=== DATA FOR PROCESSING ===

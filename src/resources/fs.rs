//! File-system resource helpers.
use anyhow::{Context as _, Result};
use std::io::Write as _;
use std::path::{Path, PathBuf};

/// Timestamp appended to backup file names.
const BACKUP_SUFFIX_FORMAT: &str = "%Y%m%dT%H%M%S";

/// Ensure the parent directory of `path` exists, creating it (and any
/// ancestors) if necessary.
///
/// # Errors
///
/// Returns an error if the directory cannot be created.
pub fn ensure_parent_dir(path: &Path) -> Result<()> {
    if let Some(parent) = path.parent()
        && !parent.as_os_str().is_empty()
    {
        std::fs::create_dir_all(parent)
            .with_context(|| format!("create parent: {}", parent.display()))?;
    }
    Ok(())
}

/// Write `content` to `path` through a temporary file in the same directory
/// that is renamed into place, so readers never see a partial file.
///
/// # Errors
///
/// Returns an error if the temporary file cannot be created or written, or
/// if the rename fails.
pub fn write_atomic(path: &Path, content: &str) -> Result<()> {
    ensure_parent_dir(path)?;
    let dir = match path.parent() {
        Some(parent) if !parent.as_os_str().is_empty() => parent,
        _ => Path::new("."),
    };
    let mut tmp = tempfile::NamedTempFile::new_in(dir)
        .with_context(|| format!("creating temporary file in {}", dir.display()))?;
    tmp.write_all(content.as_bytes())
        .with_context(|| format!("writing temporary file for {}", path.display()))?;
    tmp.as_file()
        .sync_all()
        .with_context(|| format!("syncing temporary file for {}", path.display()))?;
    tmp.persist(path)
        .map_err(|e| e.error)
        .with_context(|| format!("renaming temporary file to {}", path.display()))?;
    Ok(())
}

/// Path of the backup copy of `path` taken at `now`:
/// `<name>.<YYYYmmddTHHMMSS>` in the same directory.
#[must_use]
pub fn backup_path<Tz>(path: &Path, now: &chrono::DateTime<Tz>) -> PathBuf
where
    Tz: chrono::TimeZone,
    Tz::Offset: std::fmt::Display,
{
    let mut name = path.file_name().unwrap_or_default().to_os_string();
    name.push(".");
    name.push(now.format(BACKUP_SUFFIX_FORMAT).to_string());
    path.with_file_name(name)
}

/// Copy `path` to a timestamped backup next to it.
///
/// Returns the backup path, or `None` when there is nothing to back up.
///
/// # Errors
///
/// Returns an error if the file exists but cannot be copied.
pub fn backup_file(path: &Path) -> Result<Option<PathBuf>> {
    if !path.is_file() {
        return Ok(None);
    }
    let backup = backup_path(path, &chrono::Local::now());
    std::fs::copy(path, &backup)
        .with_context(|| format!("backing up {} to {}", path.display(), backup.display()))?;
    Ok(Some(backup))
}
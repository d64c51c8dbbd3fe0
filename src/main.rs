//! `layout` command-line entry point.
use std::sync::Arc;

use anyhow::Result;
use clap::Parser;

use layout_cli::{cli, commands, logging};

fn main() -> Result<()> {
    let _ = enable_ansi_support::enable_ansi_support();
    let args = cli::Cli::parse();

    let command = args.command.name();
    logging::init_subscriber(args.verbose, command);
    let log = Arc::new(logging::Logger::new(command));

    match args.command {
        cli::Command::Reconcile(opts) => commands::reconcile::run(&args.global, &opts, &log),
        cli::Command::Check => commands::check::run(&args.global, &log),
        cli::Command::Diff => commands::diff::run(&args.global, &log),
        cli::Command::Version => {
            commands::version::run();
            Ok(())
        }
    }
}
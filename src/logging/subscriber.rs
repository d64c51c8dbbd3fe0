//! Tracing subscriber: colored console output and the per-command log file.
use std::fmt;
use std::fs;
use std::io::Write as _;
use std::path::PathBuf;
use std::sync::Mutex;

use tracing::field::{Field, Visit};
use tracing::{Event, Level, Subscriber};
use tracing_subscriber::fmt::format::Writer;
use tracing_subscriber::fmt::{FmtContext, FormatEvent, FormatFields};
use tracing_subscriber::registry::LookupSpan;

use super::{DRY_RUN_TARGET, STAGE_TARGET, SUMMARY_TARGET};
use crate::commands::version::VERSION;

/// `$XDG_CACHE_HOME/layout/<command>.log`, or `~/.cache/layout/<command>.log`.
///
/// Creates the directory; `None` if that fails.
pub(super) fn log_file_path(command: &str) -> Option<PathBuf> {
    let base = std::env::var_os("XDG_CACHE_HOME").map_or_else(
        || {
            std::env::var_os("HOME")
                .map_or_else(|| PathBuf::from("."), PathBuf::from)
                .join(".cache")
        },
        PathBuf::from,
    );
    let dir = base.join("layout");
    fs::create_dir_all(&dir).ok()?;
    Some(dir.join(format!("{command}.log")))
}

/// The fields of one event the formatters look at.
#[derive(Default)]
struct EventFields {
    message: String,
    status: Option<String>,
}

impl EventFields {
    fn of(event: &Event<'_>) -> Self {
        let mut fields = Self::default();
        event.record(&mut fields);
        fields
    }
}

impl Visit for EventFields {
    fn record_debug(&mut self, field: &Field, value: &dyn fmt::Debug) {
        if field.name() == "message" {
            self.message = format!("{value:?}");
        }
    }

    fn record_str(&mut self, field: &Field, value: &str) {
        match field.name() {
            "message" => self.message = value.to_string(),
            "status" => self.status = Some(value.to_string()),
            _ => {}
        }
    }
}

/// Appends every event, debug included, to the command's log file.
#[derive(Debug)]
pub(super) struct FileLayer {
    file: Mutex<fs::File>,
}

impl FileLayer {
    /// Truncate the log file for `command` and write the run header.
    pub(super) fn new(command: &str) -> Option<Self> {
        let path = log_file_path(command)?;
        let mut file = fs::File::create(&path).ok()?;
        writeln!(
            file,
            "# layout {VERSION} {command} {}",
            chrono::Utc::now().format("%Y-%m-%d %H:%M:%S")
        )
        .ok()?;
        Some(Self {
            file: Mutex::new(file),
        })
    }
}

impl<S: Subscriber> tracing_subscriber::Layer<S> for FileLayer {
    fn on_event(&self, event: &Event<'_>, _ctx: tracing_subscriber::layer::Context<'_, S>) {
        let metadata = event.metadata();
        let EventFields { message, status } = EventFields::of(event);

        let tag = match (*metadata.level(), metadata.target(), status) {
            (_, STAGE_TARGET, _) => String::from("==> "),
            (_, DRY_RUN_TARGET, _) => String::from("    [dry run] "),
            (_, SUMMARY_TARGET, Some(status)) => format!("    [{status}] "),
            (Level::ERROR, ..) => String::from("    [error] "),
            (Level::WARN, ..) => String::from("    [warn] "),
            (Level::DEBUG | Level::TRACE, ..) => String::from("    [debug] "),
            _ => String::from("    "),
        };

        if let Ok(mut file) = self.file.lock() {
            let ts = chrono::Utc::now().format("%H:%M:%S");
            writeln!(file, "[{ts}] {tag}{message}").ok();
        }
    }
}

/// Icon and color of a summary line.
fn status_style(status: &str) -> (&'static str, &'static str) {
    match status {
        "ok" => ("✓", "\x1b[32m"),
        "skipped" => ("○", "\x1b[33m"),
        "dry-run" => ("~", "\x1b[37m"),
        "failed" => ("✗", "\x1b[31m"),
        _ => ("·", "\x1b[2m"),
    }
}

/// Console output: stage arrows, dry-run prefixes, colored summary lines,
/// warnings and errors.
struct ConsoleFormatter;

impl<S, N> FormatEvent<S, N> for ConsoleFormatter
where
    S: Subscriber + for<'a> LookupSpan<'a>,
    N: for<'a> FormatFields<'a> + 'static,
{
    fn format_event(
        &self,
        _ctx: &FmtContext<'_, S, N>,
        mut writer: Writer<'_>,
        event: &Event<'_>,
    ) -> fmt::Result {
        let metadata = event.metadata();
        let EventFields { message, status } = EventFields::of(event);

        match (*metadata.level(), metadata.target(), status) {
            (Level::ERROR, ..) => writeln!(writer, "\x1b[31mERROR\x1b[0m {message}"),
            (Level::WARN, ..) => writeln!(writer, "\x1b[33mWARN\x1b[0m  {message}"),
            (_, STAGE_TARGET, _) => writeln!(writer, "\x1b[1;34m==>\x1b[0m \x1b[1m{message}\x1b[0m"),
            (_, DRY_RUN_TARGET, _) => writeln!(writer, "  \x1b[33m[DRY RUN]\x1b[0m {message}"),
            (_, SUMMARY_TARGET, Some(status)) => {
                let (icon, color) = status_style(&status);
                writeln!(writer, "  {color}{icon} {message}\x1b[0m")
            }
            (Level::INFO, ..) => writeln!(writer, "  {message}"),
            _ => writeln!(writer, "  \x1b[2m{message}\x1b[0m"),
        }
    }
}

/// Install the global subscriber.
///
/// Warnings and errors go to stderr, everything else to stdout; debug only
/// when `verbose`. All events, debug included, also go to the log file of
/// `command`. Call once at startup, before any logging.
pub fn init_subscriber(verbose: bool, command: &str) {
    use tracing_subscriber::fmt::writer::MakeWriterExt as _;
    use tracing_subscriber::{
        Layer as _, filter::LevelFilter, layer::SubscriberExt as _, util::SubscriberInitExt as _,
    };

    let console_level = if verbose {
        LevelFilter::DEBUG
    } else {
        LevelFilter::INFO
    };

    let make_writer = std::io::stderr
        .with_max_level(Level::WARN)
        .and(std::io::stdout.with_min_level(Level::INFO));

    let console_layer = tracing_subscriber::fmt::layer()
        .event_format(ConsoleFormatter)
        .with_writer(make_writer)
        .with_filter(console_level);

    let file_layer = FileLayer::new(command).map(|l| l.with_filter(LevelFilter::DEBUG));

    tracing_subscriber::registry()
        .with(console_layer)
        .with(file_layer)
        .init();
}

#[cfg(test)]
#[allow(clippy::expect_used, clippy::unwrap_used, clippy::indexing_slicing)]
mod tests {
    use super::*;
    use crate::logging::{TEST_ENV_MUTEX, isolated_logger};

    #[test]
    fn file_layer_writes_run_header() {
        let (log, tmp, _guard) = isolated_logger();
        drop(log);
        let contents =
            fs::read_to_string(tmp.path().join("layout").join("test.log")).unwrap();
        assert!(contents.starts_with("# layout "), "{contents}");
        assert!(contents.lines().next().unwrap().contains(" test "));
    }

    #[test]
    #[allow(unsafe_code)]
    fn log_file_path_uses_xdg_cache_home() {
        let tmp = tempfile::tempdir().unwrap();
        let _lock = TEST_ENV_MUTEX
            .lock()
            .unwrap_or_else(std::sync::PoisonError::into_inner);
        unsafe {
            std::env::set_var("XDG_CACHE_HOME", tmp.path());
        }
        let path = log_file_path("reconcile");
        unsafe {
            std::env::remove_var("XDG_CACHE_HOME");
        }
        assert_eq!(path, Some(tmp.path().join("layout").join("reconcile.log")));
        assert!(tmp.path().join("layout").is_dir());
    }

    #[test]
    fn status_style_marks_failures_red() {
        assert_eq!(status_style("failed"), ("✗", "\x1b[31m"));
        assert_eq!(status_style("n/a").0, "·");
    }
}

===

* _REQUIRED ACTION_
When a line among the entries above contains "Returns", copy it.

* _YOUR RESPONSE_
/// Returns an error if the directory cannot be created.
/// Returns an error if the temporary file cannot be created or written, or
/// Returns the backup path, or `None` when there is nothing to back up.
/// Returns an error if the file exists but cannot be copied.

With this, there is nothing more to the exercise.